One of the things that AppFolio that you guys have, and I know because we use it, is a maintenance call center. I think the really amazing thing about this technology is that what we’re able to do at our company is, previously, we had our onsite staff taking all of the calls for the maintenance requests. That was really troublesome because half the time, the managers either didn’t remember to enter the work coordinate system or if they just gotten a call for 10 other work orders, they might have magically forgot to enter the 11th work order.

There’s a lot of reasons why the ball could get dropped. At the end of the day, it doesn’t matter because we look really bad with the resident. They get upset and they may not renew. With your maintenance call center, what the really great thing was, is that we’ve completely offloaded that from our onsite team. Not only that, but with the maintenance call center, when people are calling in and asking to enter work order, your team is putting it into our AppFolio database. There’s what I call a closed loop system where now that work order is there and it cannot be ignored.
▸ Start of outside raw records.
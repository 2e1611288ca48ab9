//! Per-run store of captured step results.

use crate::types::StepResult;
use serde_json::Value;
use std::collections::BTreeMap;
use std::collections::btree_map::Entry;

/// Step results of one run keyed by step order. Entries are written once and
/// a step only ever sees entries of strictly earlier orders.
#[derive(Debug, Default)]
pub struct RunContext {
    results: BTreeMap<u32, StepResult>,
}

impl RunContext {
    #[must_use]
    pub fn new() -> Self {
        Self::default()
    }

    /// Store a step result. Returns `false` if that order was already recorded,
    /// in which case the first entry is kept.
    pub fn record(&mut self, result: StepResult) -> bool {
        match self.results.entry(result.order) {
            Entry::Vacant(slot) => {
                slot.insert(result);
                true
            }
            Entry::Occupied(_) => false,
        }
    }

    #[must_use]
    pub fn get(&self, order: u32) -> Option<&StepResult> {
        self.results.get(&order)
    }

    /// Response body of step `from` as seen by step `reader`.
    #[must_use]
    pub fn response_for(&self, from: u32, reader: u32) -> Option<&Value> {
        if from >= reader {
            return None;
        }
        self.results.get(&from).map(|r| &r.response_body)
    }

    #[must_use]
    pub fn len(&self) -> usize {
        self.results.len()
    }

    #[must_use]
    pub fn is_empty(&self) -> bool {
        self.results.is_empty()
    }
}

#[cfg(test)]
mod tests {
    use super::*;
    use crate::types::Step;
    use serde_json::json;

    fn captured(order: u32, body: Value) -> StepResult {
        let mut result = StepResult::pending(&Step::new(order, "GET", "/"));
        result.response_body = body;
        result
    }

    #[test]
    fn test_record_is_write_once() {
        let mut ctx = RunContext::new();
        assert!(ctx.record(captured(1, json!({"v": 1}))));
        assert!(!ctx.record(captured(1, json!({"v": 2}))));
        assert_eq!(ctx.len(), 1);
        assert_eq!(ctx.get(1).map(|r| &r.response_body), Some(&json!({"v": 1})));
    }

    #[test]
    fn test_response_for_only_sees_earlier_steps() {
        let mut ctx = RunContext::new();
        ctx.record(captured(1, json!({"a": 1})));
        ctx.record(captured(2, json!({"b": 2})));

        assert_eq!(ctx.response_for(1, 2), Some(&json!({"a": 1})));
        assert_eq!(ctx.response_for(2, 2), None);
        assert_eq!(ctx.response_for(2, 1), None);
        assert_eq!(ctx.response_for(5, 9), None);
    }
}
We can track it and make sure it gets closed. We can see how long it takes. What all this means, at the end of the day, because, again, we’re here to drive profits is we keep our customers happy with work orders. We’re going to get them to renew their lease when the time comes. That’s going to be worth literally thousands of dollars of turn costs and time sitting vacant. These technologies don’t just make life better for the residents, they actually deliver really solid profitability for us if we can execute them in the right way. 
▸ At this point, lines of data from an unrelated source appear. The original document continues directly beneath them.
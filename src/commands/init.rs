use crate::config::{parse_and_validate_config, CONFIG_FILE_NAME, DEFAULT_CONFIG_TEMPLATE};
use crate::io;
use anyhow::{Context, Result};
use std::path::{Path, PathBuf};

/// Write the default `.gitwizard.toml` into `dir`, returning its path.
pub fn init_config(dir: &Path, force: bool) -> Result<PathBuf> {
    let config_path = dir.join(CONFIG_FILE_NAME);

    if config_path.exists() && !force {
        anyhow::bail!(
            "Configuration file {} already exists. Use --force to overwrite.",
            config_path.display()
        );
    }

    // The template must stay loadable.
    parse_and_validate_config(DEFAULT_CONFIG_TEMPLATE)?;

    io::write_file(&config_path, DEFAULT_CONFIG_TEMPLATE)
        .with_context(|| format!("writing {}", config_path.display()))?;
    Ok(config_path)
}
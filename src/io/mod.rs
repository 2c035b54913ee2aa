pub mod output;
pub mod walker;
pub mod writers;

pub use output::{create_writer, OutputFormat, ReportWriter};

use crate::errors::{GitwizardError, Result};
use std::fs;
use std::path::{Path, PathBuf};

/// Read a source file as UTF-8. Missing files, permission problems and
/// undecodable bytes all surface as [`GitwizardError::FileRead`].
pub fn read_source(path: &Path) -> Result<String> {
    fs::read_to_string(path).map_err(|e| GitwizardError::file_read(path, e))
}

pub fn write_file(path: &Path, content: &str) -> Result<()> {
    fs::write(path, content)?;
    Ok(())
}

/// Split scanned content on universal newlines (`\n`, `\r\n` and a lone
/// `\r`), keeping the empty segment after a trailing line ending. Line
/// terminators never reach line text, so CRLF and LF files hash alike.
pub fn split_source_lines(content: &str) -> Vec<&str> {
    let bytes = content.as_bytes();
    let mut lines = Vec::new();
    let mut start = 0;
    let mut i = 0;
    while i < bytes.len() {
        match bytes[i] {
            b'\n' => {
                lines.push(&content[start..i]);
                start = i + 1;
            }
            b'\r' => {
                lines.push(&content[start..i]);
                if bytes.get(i + 1) == Some(&b'\n') {
                    i += 1;
                }
                start = i + 1;
            }
            _ => {}
        }
        i += 1;
    }
    lines.push(&content[start..]);
    lines
}

/// The files one scan covers.
///
/// `files` are the paths reported in results; when `root` is set they are
/// read relative to it, so reports keep repository-relative names.
#[derive(Debug, Clone, Default, PartialEq, Eq)]
pub struct FileSet {
    root: Option<PathBuf>,
    files: Vec<PathBuf>,
}

impl FileSet {
    /// Files read exactly as given.
    pub fn from_paths(files: impl IntoIterator<Item = impl Into<PathBuf>>) -> Self {
        Self {
            root: None,
            files: files.into_iter().map(Into::into).collect(),
        }
    }

    /// Repository-relative files read below `root`.
    pub fn rooted(root: impl Into<PathBuf>, files: Vec<PathBuf>) -> Self {
        Self {
            root: Some(root.into()),
            files,
        }
    }

    pub fn files(&self) -> &[PathBuf] {
        &self.files
    }

    pub fn len(&self) -> usize {
        self.files.len()
    }

    pub fn is_empty(&self) -> bool {
        self.files.is_empty()
    }

    /// Location on disk of a listed file.
    pub fn resolve(&self, file: &Path) -> PathBuf {
        match &self.root {
            Some(root) if file.is_relative() => root.join(file),
            _ => file.to_path_buf(),
        }
    }

    /// Read every listed file, pairing the reported path with its content
    /// or the read error.
    pub fn read_all(&self) -> impl Iterator<Item = (&Path, Result<String>)> + '_ {
        self.files.iter().map(move |file| {
            let content = read_source(&self.resolve(file));
            (file.as_path(), content)
        })
    }
}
Megan: Special thanks to Stacy Holden, Nat Kunes and JC Castillo for sharing their insights into driving profits and creating value. Listeners who want to learn more can find links to both AppFolio’s and JCs websites in the show notes. On top of that, if you love The Top Floor we know you’re going to love JC’s podcasts Apartment Investor Show and Operate For Profit Real Estate Podcast, which we’ll also link to in the show notes [see below].

Sean: Thanks for listening to The Top Floor. Join us here every other week for a new episode. For more information about today’s guests, visit us online at For more property management insights, follow AppFolio on LinkedIn, Twitter, and Facebook. Don’t forget to subscribe to The Top Floor on Spotify, Apple Podcasts, Stitcher, or wherever you listen. 

We’ll see you next time.


Apartment Investor Show

Operate For Profit Real Estate Podcast

Episode Guests

JC Castillo

Founder & Principal, Multifamily Property Group

JC Castillo has spent the last decade plus helping investors profitably navigate the ups & downs of a full market real estate cycle. In 2006 he founded Multifamily Property Group (MPG), a private equity firm focused on large scale value-add apartment properties in select US markets. In 2013 he founded MPG Residential to serve as the firm’s exclusive in-house operations division. Today MPG has grown to $70M in Assets Under Management and lifetime transactions totaling well over 1000 apartment units.

Stacy Holden

Industry Principal & Director, AppFolio Inc.
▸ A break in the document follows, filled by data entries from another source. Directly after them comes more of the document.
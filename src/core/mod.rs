//! Result rows shared by the analyzers, the orchestrator and the writers.

use serde::{Deserialize, Serialize};
use std::fmt;
use std::path::PathBuf;

/// Which analyzer produced a finding.
#[derive(Clone, Copy, Debug, PartialEq, Eq, Hash, Serialize, Deserialize)]
pub enum Category {
    Complexity,
    Performance,
    Security,
}

impl fmt::Display for Category {
    fn fmt(&self, f: &mut fmt::Formatter<'_>) -> fmt::Result {
        let label = match self {
            Category::Complexity => "Complexity",
            Category::Performance => "Performance",
            Category::Security => "Security",
        };
        f.write_str(label)
    }
}

/// One reported analyzer result in uniform shape.
///
/// Metric rows expand into one finding per metric with `line: None`;
/// security matches map to a single finding carrying the line and the
/// offending code.
#[derive(Clone, Debug, PartialEq, Eq, Serialize, Deserialize)]
pub struct AnalysisFinding {
    pub file: PathBuf,
    pub line: Option<usize>,
    pub category: Category,
    pub metric: String,
    pub value: String,
}

impl AnalysisFinding {
    fn metric(file: &PathBuf, category: Category, metric: &str, value: usize) -> Self {
        Self {
            file: file.clone(),
            line: None,
            category,
            metric: metric.to_string(),
            value: value.to_string(),
        }
    }
}

/// Per-file output of the complexity analyzer.
#[derive(Clone, Debug, PartialEq, Eq, Serialize, Deserialize)]
pub struct ComplexityRow {
    pub file: PathBuf,
    pub code_lines: usize,
    pub functions: usize,
    pub complexity: usize,
}

/// Per-file output of the performance analyzer.
#[derive(Clone, Debug, PartialEq, Eq, Serialize, Deserialize)]
pub struct PerformanceRow {
    pub file: PathBuf,
    pub loops: usize,
    pub recursion: usize,
    pub max_nesting: usize,
}

/// One pattern hit of the security analyzer.
#[derive(Clone, Debug, PartialEq, Eq, Serialize, Deserialize)]
pub struct SecurityFinding {
    pub file: PathBuf,
    pub line: usize,
    pub issue_type: String,
    pub pattern: String,
    pub code: String,
}

/// Where a duplicated fragment starts.
#[derive(Clone, Debug, PartialEq, Eq, Serialize, Deserialize)]
pub struct Occurrence {
    pub file: PathBuf,
    pub start_line: usize,
}

/// A fragment seen at two or more places.
#[derive(Clone, Debug, PartialEq, Eq, Serialize, Deserialize)]
pub struct DuplicateGroup {
    /// Short SHA-256 digest of the fragment text.
    pub id: String,
    pub fragment: String,
    pub lines: usize,
    pub occurrences: Vec<Occurrence>,
}

/// Share of tracked files with a given extension.
#[derive(Clone, Debug, PartialEq, Serialize, Deserialize)]
pub struct FileTypeRow {
    pub extension: String,
    pub count: usize,
    pub percentage: f64,
}

/// Number of commits reachable from HEAD written by one author.
#[derive(Clone, Debug, PartialEq, Eq, Serialize, Deserialize)]
pub struct AuthorActivity {
    pub author: String,
    pub commits: usize,
}

/// Conversion into the uniform finding shape.
pub trait IntoFindings {
    fn findings(&self) -> Vec<AnalysisFinding>;
}

impl IntoFindings for ComplexityRow {
    fn findings(&self) -> Vec<AnalysisFinding> {
        vec![
            AnalysisFinding::metric(&self.file, Category::Complexity, "code_lines", self.code_lines),
            AnalysisFinding::metric(&self.file, Category::Complexity, "functions", self.functions),
            AnalysisFinding::metric(&self.file, Category::Complexity, "complexity", self.complexity),
        ]
    }
}

impl IntoFindings for PerformanceRow {
    fn findings(&self) -> Vec<AnalysisFinding> {
        vec![
            AnalysisFinding::metric(&self.file, Category::Performance, "loops", self.loops),
            AnalysisFinding::metric(&self.file, Category::Performance, "recursion", self.recursion),
            AnalysisFinding::metric(&self.file, Category::Performance, "max_nesting", self.max_nesting),
        ]
    }
}

impl IntoFindings for SecurityFinding {
    fn findings(&self) -> Vec<AnalysisFinding> {
        vec![AnalysisFinding {
            file: self.file.clone(),
            line: Some(self.line),
            category: Category::Security,
            metric: self.issue_type.clone(),
            value: self.code.clone(),
        }]
    }
}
Stacy Holden has over 20 years of experience in multifamily property management and currently serves as an Industry Principal and Director at AppFolio. A former controller of one of the largest property management firms in the Northwest, Stacy has firsthand experience in property management and is an expert on how organizations can leverage technology to solve urgent business challenges. Prior to AppFolio, Stacy spent several years in the real estate technology group at Intuit.

Nat Kunes

Senior Vice President, AppFolio Investment Management

Nat joined AppFolio in 2009 and has held key product leadership roles during his tenure, providing a tremendous impact on our product and company success. Previously, Nat led product teams at Citrix Online (merged with LogMeIn, Inc.). Prior to that, he led large scale field implementations at InfoGenesis (acquired by Agilysis).

Nat received a B.S. in Computer Engineering from the University of California, Santa Barbara and an MBA from Arizona State University.

In his spare time, you can find him coaching girls soccer or stand-up paddleboarding.